Static samples (30–150 min sampling time) were collected:
• in the animal housing room beside (20–40 cm) the ventilated cabinets (90–120 min sampling time);
• in an airlock between two laboratories (30–150 min sampling time);
• near the cage emptying/cleaning machine (30–60 min sampling time).
Personal task samples were collected during:
• cage changing on trolley (78–92 min);
• cage changing using a ventilated cage-changing wagon (60–68 min);
• handling of animals on ventilated benches (32–90 min);
• handling of animals outside ventilated benches (45–70 min);
• cleaning of floor in animal rooms and laboratory (15–17 min);
• manual emptying of cages in ventilated funnel (8–34 min);
• removal of contaminated exhaust filters (25–45 min).
During these tasks, the personnel carried the pumps in a belt with the sampler head fastened in the breathing zone.
Extraction of material from air-sampler filters
The filters were eluted on the day sampled in 1 ml of 15 mM phosphate-buffered saline, 0.5% v/v Tween 20 (Kebo Lab, Lund, Sweden), 0.15% v/v Kathon CG (Rohm and Haas, Landskrona, Sweden) during rotation for 2 h. The filter was then discarded, 10 mg (1% w/v) of human serum albumin was added for protein stabilization, and the eluates were stored at –20°C until analysis.
Allergen analysis
Levels of mouse urinary allergen in the samples were measured as described previously (Renström et al., 2001), using a polyclonal sandwich enzyme-linked immunosorbent assay (ELISA). Samples with low allergen content were analysed in the ELISA using assay signal amplification (AMPAK, Dakopatts AB, Älvsjö, Sweden) according to the manufacturer’s recommendations.

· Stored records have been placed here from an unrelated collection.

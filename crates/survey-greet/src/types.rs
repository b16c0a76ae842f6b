use serde::{Deserialize, Serialize};

/// The flattened pair kept from one survey submission.
#[derive(Debug, Clone, PartialEq, Eq, Serialize, Deserialize)]
pub struct Response {
    pub name: String,
    pub message: String,
}

impl Response {
    pub fn new(name: impl Into<String>, message: impl Into<String>) -> Self {
        Self {
            name: name.into(),
            message: message.into(),
        }
    }
}

/// Survey question keys whose answers become a [`Response`].
///
/// The defaults match the question numbering of the birthday survey this
/// tool was written against. If that survey is edited and its questions are
/// renumbered, extraction fails with [`crate::Error::MissingAnswer`].
#[derive(Debug, Clone, PartialEq, Eq)]
pub struct QuestionIds {
    pub message: String,
    pub name: String,
}

pub const MESSAGE_QUESTION_ID: &str = "2";
pub const NAME_QUESTION_ID: &str = "3";

impl Default for QuestionIds {
    fn default() -> Self {
        Self {
            message: MESSAGE_QUESTION_ID.to_string(),
            name: NAME_QUESTION_ID.to_string(),
        }
    }
}

#[cfg(test)]
mod tests {
    use super::*;

    #[test]
    fn test_serialize_field_order() {
        let r = Response::new("Ann", "Happy birthday!");
        let json = serde_json::to_string(&r).unwrap();
        assert_eq!(json, r#"{"name":"Ann","message":"Happy birthday!"}"#);
    }

    #[test]
    fn test_deserialize_ignores_key_order() {
        let r: Response =
            serde_json::from_str(r#"{"message":"Hi","name":"Bo"}"#).unwrap();
        assert_eq!(r, Response::new("Bo", "Hi"));
    }

    #[test]
    fn test_deserialize_rejects_missing_field() {
        let r = serde_json::from_str::<Response>(r#"{"name":"Bo"}"#);
        assert!(r.is_err());
    }

    #[test]
    fn test_default_question_ids() {
        let ids = QuestionIds::default();
        assert_eq!(ids.message, "2");
        assert_eq!(ids.name, "3");
    }
}
use crate::error::{Error, Result};
use crate::types::Response;
use log::debug;
use std::io::{BufWriter, Write};
use std::path::{Path, PathBuf};

/// Mode of the store file on unix; the picker often runs as another user.
#[cfg(unix)]
pub const STORE_MODE: u32 = 0o644;

/// JSON file holding every fetched [`Response`] between runs.
///
/// Writes replace the whole file through a temp file in the same directory,
/// so readers see either the previous list or the new one.
#[derive(Debug, Clone)]
pub struct RecordStore {
    path: PathBuf,
}

impl RecordStore {
    pub fn new<P: Into<PathBuf>>(path: P) -> Self {
        Self { path: path.into() }
    }

    pub fn path(&self) -> &Path {
        &self.path
    }

    pub fn exists(&self) -> bool {
        self.path.exists()
    }

    pub fn write(&self, responses: &[Response]) -> Result<()> {
        let dir = match self.path.parent() {
            Some(p) if !p.as_os_str().is_empty() => p,
            _ => Path::new("."),
        };
        let tmp = tempfile::NamedTempFile::new_in(dir)?;
        #[cfg(unix)]
        {
            use std::os::unix::fs::PermissionsExt;
            tmp.as_file()
                .set_permissions(std::fs::Permissions::from_mode(STORE_MODE))?;
        }
        {
            let mut writer = BufWriter::new(tmp.as_file());
            serde_json::to_writer(&mut writer, responses)?;
            writer.flush()?;
        }
        // Contents must be on disk before the rename makes them visible.
        tmp.as_file().sync_all()?;
        tmp.persist(&self.path).map_err(|e| Error::Persist {
            path: self.path.clone(),
            source: e.error,
        })?;
        debug!("wrote {} responses to {}", responses.len(), self.path.display());
        Ok(())
    }

    pub fn read(&self) -> Result<Vec<Response>> {
        let data = std::fs::read_to_string(&self.path)?;
        let responses: Vec<Response> = serde_json::from_str(&data)?;
        debug!(
            "read {} responses from {}",
            responses.len(),
            self.path.display()
        );
        Ok(responses)
    }
}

The analytical limit of detection for the samples was 20 pg of mouse urinary allergen (MUA) per ml. For statistical reasons, samples below detection limit were given the nominal value 10 pg/ml. The geometric and the arithmetic mean detection limit of airborne allergen in the 67 samples was 0.2 ng/m3.
Building design
The design of buildings housing laboratory animals is an important element in attempts to reduce the spread of allergen and the incidence of allergy among staff working with animals and to prevent microbiological contamination of the animals within the facility.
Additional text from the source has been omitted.